── WORKING DATA ──
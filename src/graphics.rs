//! Text rasterization: one line of text onto a fresh monochrome bitmap.

use std::collections::HashMap;
use std::fs;
use std::path::Path;

use image::{GrayImage, Luma, Rgb, RgbImage};
use rusttype::{point, Font, Scale};

use crate::consts::{BACKGROUND_SUM_THRESHOLD, LINE_HEIGHT_FACTOR};
use crate::epl::GraphicsSegment;
use crate::error::{LabelError, Result};
use crate::label::LabelField;

/// A monochrome bitmap whose width is always a whole number of bytes.
/// `true` = background (unprinted), `false` = ink.
#[derive(Debug, Clone, PartialEq, Eq)]
pub struct Bitmap {
    width_bytes: u32,
    height_px: u32,
    pixels: Vec<bool>,
}

impl Bitmap {
    /// All-background bitmap of `width_bytes * 8` by `height_px`.
    pub fn new(width_bytes: u32, height_px: u32) -> Self {
        let len = width_bytes as usize * 8 * height_px as usize;
        Self { width_bytes, height_px, pixels: vec![true; len] }
    }

    pub fn width_bytes(&self) -> u32 {
        self.width_bytes
    }

    pub fn width_px(&self) -> u32 {
        self.width_bytes * 8
    }

    pub fn height_px(&self) -> u32 {
        self.height_px
    }

    fn index(&self, x: u32, y: u32) -> Option<usize> {
        (x < self.width_px() && y < self.height_px)
            .then(|| y as usize * self.width_px() as usize + x as usize)
    }

    /// Out-of-range coordinates read as background.
    pub fn is_background(&self, x: u32, y: u32) -> bool {
        self.index(x, y).map_or(true, |i| self.pixels[i])
    }

    pub fn set_ink(&mut self, x: u32, y: u32) {
        if let Some(i) = self.index(x, y) {
            self.pixels[i] = false;
        }
    }

    pub fn ink_count(&self) -> usize {
        self.pixels.iter().filter(|bg| !**bg).count()
    }

    /// Apply the luminance midpoint rule to a drawn surface.
    ///
    /// A pixel is background when `(R+G+B)/3 > 128`, compared as
    /// `R+G+B > 384` so no precision is lost to integer division.
    pub fn from_surface(surface: &RgbImage) -> Self {
        let mut bitmap = Self::new(surface.width().div_ceil(8), surface.height());
        for (x, y, px) in surface.enumerate_pixels() {
            let sum: u32 = px.0.iter().map(|c| u32::from(*c)).sum();
            if sum <= BACKGROUND_SUM_THRESHOLD {
                bitmap.set_ink(x, y);
            }
        }
        bitmap
    }

    /// Black-on-white preview image.
    pub fn to_gray_image(&self) -> GrayImage {
        GrayImage::from_fn(self.width_px(), self.height_px, |x, y| {
            if self.is_background(x, y) { Luma([255]) } else { Luma([0]) }
        })
    }
}

struct Face {
    font: Font<'static>,
    // Regular faces are emboldened by a second pass 1px to the right.
    synthetic_bold: bool,
}

/// Fonts available to the rasterizer, keyed by family name.
#[derive(Default)]
pub struct FontBook {
    faces: HashMap<String, Face>,
}

impl std::fmt::Debug for FontBook {
    fn fmt(&self, f: &mut std::fmt::Formatter<'_>) -> std::fmt::Result {
        f.debug_struct("FontBook").field("families", &self.families()).finish()
    }
}

impl FontBook {
    pub fn new() -> Self {
        Self::default()
    }

    /// Register a regular face; bold is synthesized when drawing.
    pub fn insert_bytes(&mut self, family: &str, bytes: Vec<u8>) -> Result<()> {
        self.insert(family, bytes, true)
    }

    /// Register a face that is already bold.
    pub fn insert_bold_bytes(&mut self, family: &str, bytes: Vec<u8>) -> Result<()> {
        self.insert(family, bytes, false)
    }

    pub fn load_file(&mut self, family: &str, path: impl AsRef<Path>) -> Result<()> {
        let bytes = fs::read(path)?;
        self.insert_bytes(family, bytes)
    }

    fn insert(&mut self, family: &str, bytes: Vec<u8>, synthetic_bold: bool) -> Result<()> {
        let font = Font::try_from_vec(bytes)
            .ok_or_else(|| LabelError::Font(format!("cannot parse font data for {family}")))?;
        self.faces.insert(family.to_string(), Face { font, synthetic_bold });
        Ok(())
    }

    pub fn families(&self) -> Vec<&str> {
        let mut names: Vec<&str> = self.faces.keys().map(String::as_str).collect();
        names.sort_unstable();
        names
    }

    fn face(&self, family: &str) -> Option<&Face> {
        self.faces.get(family)
    }

    /// Advance width of `text` in bold at `font_px`, like a canvas `measureText`.
    pub fn measure_text(&self, family: &str, text: &str, font_px: u32) -> Result<f32> {
        let face = self.face(family).ok_or_else(|| unknown_family(family))?;
        Ok(measure(face, text, font_px))
    }
}

fn unknown_family(family: &str) -> LabelError {
    LabelError::RasterizationUnavailable(format!("no font registered for family {family:?}"))
}

/// rusttype scales by ascent-to-descent height; CSS px sizes are em sizes.
fn em_scale(font: &Font<'_>, font_px: u32) -> Scale {
    let vm = font.v_metrics_unscaled();
    let units = f32::from(font.units_per_em().max(1));
    Scale::uniform(font_px as f32 * (vm.ascent - vm.descent) / units)
}

fn measure(face: &Face, text: &str, font_px: u32) -> f32 {
    let scale = em_scale(&face.font, font_px);
    let advance = face
        .font
        .layout(text, scale, point(0.0, 0.0))
        .last()
        .map_or(0.0, |g| g.position().x + g.unpositioned().h_metrics().advance_width);
    if face.synthetic_bold && advance > 0.0 {
        advance + 1.0
    } else {
        advance
    }
}

/// Pixel height of a line drawn at `font_px`.
pub fn line_height(font_px: u32) -> u32 {
    (f64::from(font_px) * LINE_HEIGHT_FACTOR).ceil() as u32
}

/// Draw one line of text in black on a white, byte-aligned surface and
/// threshold it into a bitmap.
///
/// The glyph baseline sits one hhea ascent below the top edge, not at the
/// em-box top a canvas `"top"` baseline uses. The surface is only
/// `ceil(1.2 * font_px)` tall, so faces whose ascent minus descent exceeds
/// 1.2 em (most CJK faces) lose the bottom of their descenders.
pub fn rasterize_text(fonts: &FontBook, family: &str, text: &str, font_px: u32) -> Result<Bitmap> {
    let face = fonts.face(family).ok_or_else(|| unknown_family(family))?;

    let measured = measure(face, text, font_px);
    let width_bytes = (measured / 8.0).ceil() as u32;
    let w = width_bytes * 8;
    let h = line_height(font_px);
    if w == 0 || h == 0 {
        return Err(LabelError::RasterizationUnavailable(format!(
            "cannot create a {w}x{h} surface for {text:?}"
        )));
    }

    let mut surface = RgbImage::from_pixel(w, h, Rgb([255, 255, 255]));

    // Top baseline: the glyph origin sits one ascent below the surface top.
    let scale = em_scale(&face.font, font_px);
    let ascent = face.font.v_metrics(scale).ascent;
    let passes: &[f32] = if face.synthetic_bold { &[0.0, 1.0] } else { &[0.0] };

    for &dx in passes {
        for g in face.font.layout(text, scale, point(dx, ascent)) {
            let Some(bb) = g.pixel_bounding_box() else { continue };
            g.draw(|gx, gy, v| {
                let px = bb.min.x + gx as i32;
                let py = bb.min.y + gy as i32;
                if px < 0 || py < 0 || px as u32 >= w || py as u32 >= h {
                    return;
                }
                let shade = (255.0 * (1.0 - v.clamp(0.0, 1.0))).round() as u8;
                let pixel = surface.get_pixel_mut(px as u32, py as u32);
                for c in pixel.0.iter_mut() {
                    *c = (*c).min(shade);
                }
            });
        }
    }

    Ok(Bitmap::from_surface(&surface))
}

/// Rasterize a field into a GW segment at its position.
///
/// If the surface cannot be created the label degrades to a blank block
/// instead of failing the whole job.
pub fn rasterize(fonts: &FontBook, field: &LabelField, family: &str) -> GraphicsSegment {
    match rasterize_text(fonts, family, &field.text, field.font_size_px) {
        Ok(bitmap) => GraphicsSegment::from_bitmap(field.x, field.y, &bitmap),
        Err(e) => {
            tracing::warn!(text = %field.text, x = field.x, y = field.y, error = %e,
                "rasterization unavailable, emitting blank graphics block");
            GraphicsSegment::blank(field.x, field.y)
        }
    }
}
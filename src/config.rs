//! Print settings: which printer to use, where the bridge lives, and which
//! font the labels are measured in.

use std::fs;
use std::path::{Path, PathBuf};

use serde::{Deserialize, Serialize};

use crate::consts::DEFAULT_FONT_FAMILY;
use crate::error::{LabelError, Result};

#[derive(Debug, Clone, PartialEq, Eq, Serialize, Deserialize)]
#[serde(default, rename_all = "camelCase")]
pub struct PrintSettings {
    /// Printer name as reported by the bridge's printer discovery.
    pub preferred_printer: Option<String>,
    /// Endpoint of the local print bridge.
    pub bridge_url: Option<String>,
    pub font_family: String,
    /// TrueType/OpenType file backing `font_family`.
    pub font_path: Option<PathBuf>,
}

impl Default for PrintSettings {
    fn default() -> Self {
        Self {
            preferred_printer: None,
            bridge_url: None,
            font_family: DEFAULT_FONT_FAMILY.to_string(),
            font_path: None,
        }
    }
}

impl PrintSettings {
    pub fn from_json_str(json: &str) -> Result<Self> {
        let settings: Self = serde_json::from_str(json)?;
        if settings.font_family.trim().is_empty() {
            return Err(LabelError::Config("fontFamily must not be empty".into()));
        }
        Ok(settings)
    }

    pub fn load(path: impl AsRef<Path>) -> Result<Self> {
        let raw = fs::read_to_string(path)?;
        Self::from_json_str(&raw)
    }

    /// Validate that a job can be sent at all and return the target printer.
    ///
    /// Must be called before any rasterization so that a missing selection
    /// is reported without doing throwaway work.
    pub fn printer(&self) -> Result<&str> {
        let printer = non_blank(self.preferred_printer.as_deref())
            .ok_or(LabelError::MissingPrinterSelection)?;
        non_blank(self.bridge_url.as_deref()).ok_or(LabelError::MissingBridgeConfiguration)?;
        Ok(printer)
    }
}

fn non_blank(value: Option<&str>) -> Option<&str> {
    value.map(str::trim).filter(|v| !v.is_empty())
}
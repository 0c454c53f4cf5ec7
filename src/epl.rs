use crate::graphics::Bitmap;

/// One bitmap row, `width_bytes` long, MSB = leftmost pixel, 1 = background.
pub type PackedRow = Vec<u8>;

/// Append a PPLB ASCII command line terminated with LF.
pub fn epl_line(buf: &mut Vec<u8>, s: &str) {
    buf.extend_from_slice(s.as_bytes());
    buf.push(b'\n');
}

/// Fold a bitmap into byte-aligned rows.
///
/// Bit `7 - b` of byte `c` in row `r` is set when pixel `(c*8 + b, r)` is
/// background. The printer treats a set bit as "leave unprinted", so an
/// all-white line packs to `0xFF` and solid ink packs to `0x00`.
pub fn pack(bitmap: &Bitmap) -> Vec<PackedRow> {
    let bpr = bitmap.width_bytes() as usize;
    let w = bitmap.width_px();

    (0..bitmap.height_px())
        .map(|y| {
            let mut row = vec![0u8; bpr];
            for x in 0..w {
                if bitmap.is_background(x, y) {
                    row[x as usize / 8] |= 1 << (7 - (x % 8));
                }
            }
            row
        })
        .collect()
}

/// Pack and flatten, ready to follow a GW header.
pub fn pack_flat(bitmap: &Bitmap) -> Vec<u8> {
    pack(bitmap).concat()
}

/// Header + raw binary rows + LF.
///
/// Rows are emitted verbatim: the printer reads exactly
/// `width_bytes * height` bytes after the header, whatever their values.
pub fn encode_gw(x: u32, y: u32, width_bytes: u32, height: u32, rows: &[u8]) -> Vec<u8> {
    let mut buf = Vec::with_capacity(24 + rows.len());
    epl_line(&mut buf, &gw_header(x, y, width_bytes, height));
    buf.extend_from_slice(rows);
    buf.push(b'\n');
    buf
}

fn gw_header(x: u32, y: u32, width_bytes: u32, height: u32) -> String {
    format!("GW{},{},{},{}", x, y, width_bytes, height)
}

/// A positioned graphics-write block.
#[derive(Debug, Clone, PartialEq, Eq)]
pub struct GraphicsSegment {
    pub x: u32,
    pub y: u32,
    pub width_bytes: u32,
    pub height: u32,
    pub body: Vec<u8>,
}

impl GraphicsSegment {
    pub fn from_bitmap(x: u32, y: u32, bitmap: &Bitmap) -> Self {
        Self {
            x,
            y,
            width_bytes: bitmap.width_bytes(),
            height: bitmap.height_px(),
            body: pack_flat(bitmap),
        }
    }

    /// Stand-in for a line that could not be drawn. Encodes to nothing.
    pub fn blank(x: u32, y: u32) -> Self {
        Self { x, y, width_bytes: 0, height: 0, body: Vec::new() }
    }

    pub fn is_blank(&self) -> bool {
        self.body.is_empty()
    }

    pub fn header(&self) -> String {
        let mut header = gw_header(self.x, self.y, self.width_bytes, self.height);
        header.push('\n');
        header
    }

    pub fn encode(&self) -> Vec<u8> {
        if self.is_blank() {
            return Vec::new();
        }
        encode_gw(self.x, self.y, self.width_bytes, self.height, &self.body)
    }

    pub fn encoded_len(&self) -> usize {
        if self.is_blank() {
            0
        } else {
            self.header().len() + self.body.len() + 1
        }
    }
}
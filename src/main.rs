//! # pplb-label
//!
//! Build a delivery label job without a printer attached.
//!
//! ```bash
//! # Raw job bytes to a file
//! pplb-label build --font NanumGothic.ttf --subdomain minjewel \
//!     --product "Eternity Ring" --serial FC2024000123 \
//!     --material 18K --weight 3.5 --size 13호 -o label.prn
//!
//! # Base64, exactly as handed to the print bridge
//! pplb-label build --font NanumGothic.ttf --subdomain minjewel \
//!     --product "Eternity Ring" --serial FC2024000123 --base64
//!
//! # Look at one rasterized line
//! pplb-label preview --font NanumGothic.ttf --size 16 "Eternity Ring" -o line.png
//! ```

use std::fs;
use std::io::{self, Write};
use std::path::PathBuf;

use clap::{Parser, Subcommand};
use tracing_subscriber::EnvFilter;

use pplb_label_printer::{
    build_delivery_job, printer::encode_job, rasterize_text, DeliveryLabelFields, FontBook,
    LabelError, PrintSettings,
};

#[derive(Parser, Debug)]
#[command(name = "pplb-label")]
#[command(author, version, about, long_about = None)]
struct Cli {
    /// JSON settings file (preferredPrinter, bridgeUrl, fontFamily, fontPath)
    #[arg(long, global = true, value_name = "FILE")]
    config: Option<PathBuf>,

    /// Font file; overrides fontPath from the settings
    #[arg(long, global = true, value_name = "FILE")]
    font: Option<PathBuf>,

    #[command(subcommand)]
    command: Commands,
}

#[derive(Subcommand, Debug)]
enum Commands {
    /// Build a delivery label job
    Build {
        #[arg(long)]
        subdomain: String,
        #[arg(long)]
        product: String,
        /// flowCode printed as the barcode
        #[arg(long)]
        serial: String,
        #[arg(long)]
        material: Option<String>,
        #[arg(long)]
        color: Option<String>,
        #[arg(long)]
        weight: Option<String>,
        #[arg(long)]
        size: Option<String>,
        #[arg(long)]
        main_stone_memo: Option<String>,
        #[arg(long)]
        assistant_stone_name: Option<String>,
        #[arg(long)]
        assistant_stone_memo: Option<String>,

        /// Write base64 instead of raw bytes
        #[arg(long)]
        base64: bool,

        /// Output file (stdout when omitted)
        #[arg(short, long, value_name = "FILE")]
        output: Option<PathBuf>,
    },

    /// Rasterize a single line to PNG
    Preview {
        text: String,
        #[arg(long, default_value = "16")]
        size: u32,
        #[arg(short, long, value_name = "FILE")]
        output: PathBuf,
    },
}

fn main() {
    tracing_subscriber::fmt()
        .with_env_filter(EnvFilter::from_default_env())
        .with_writer(io::stderr)
        .init();

    if let Err(e) = run() {
        eprintln!("Error: {}", e);
        std::process::exit(1);
    }
}

fn run() -> Result<(), LabelError> {
    let cli = Cli::parse();

    let settings = match &cli.config {
        Some(path) => PrintSettings::load(path)?,
        None => PrintSettings::default(),
    };
    let font_path = cli
        .font
        .clone()
        .or_else(|| settings.font_path.clone())
        .ok_or_else(|| LabelError::Config("no font given (--font or fontPath)".into()))?;

    let mut fonts = FontBook::new();
    fonts.load_file(&settings.font_family, &font_path)?;

    match cli.command {
        Commands::Build {
            subdomain,
            product,
            serial,
            material,
            color,
            weight,
            size,
            main_stone_memo,
            assistant_stone_name,
            assistant_stone_memo,
            base64,
            output,
        } => {
            let fields = DeliveryLabelFields {
                subdomain,
                product_name: product,
                serial,
                material,
                color,
                weight,
                size,
                main_stone_memo,
                assistant_stone_name,
                assistant_stone_memo,
            };
            let job = build_delivery_job(&fonts, &settings.font_family, &fields).to_bytes();
            let out = if base64 { encode_job(&job).into_bytes() } else { job };

            match output {
                Some(path) => fs::write(path, &out)?,
                None => io::stdout().write_all(&out)?,
            }
        }
        Commands::Preview { text, size, output } => {
            let bitmap = rasterize_text(&fonts, &settings.font_family, &text, size)?;
            bitmap
                .to_gray_image()
                .save(&output)
                .map_err(|e| LabelError::Config(format!("cannot write {}: {e}", output.display())))?;
            eprintln!("{}x{} px -> {}", bitmap.width_px(), bitmap.height_px(), output.display());
        }
    }
    Ok(())
}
───
TO DO
Determine how many lines of the entries contain the string "consts", and reply with nothing but the number.

SOLVED EXERCISE
2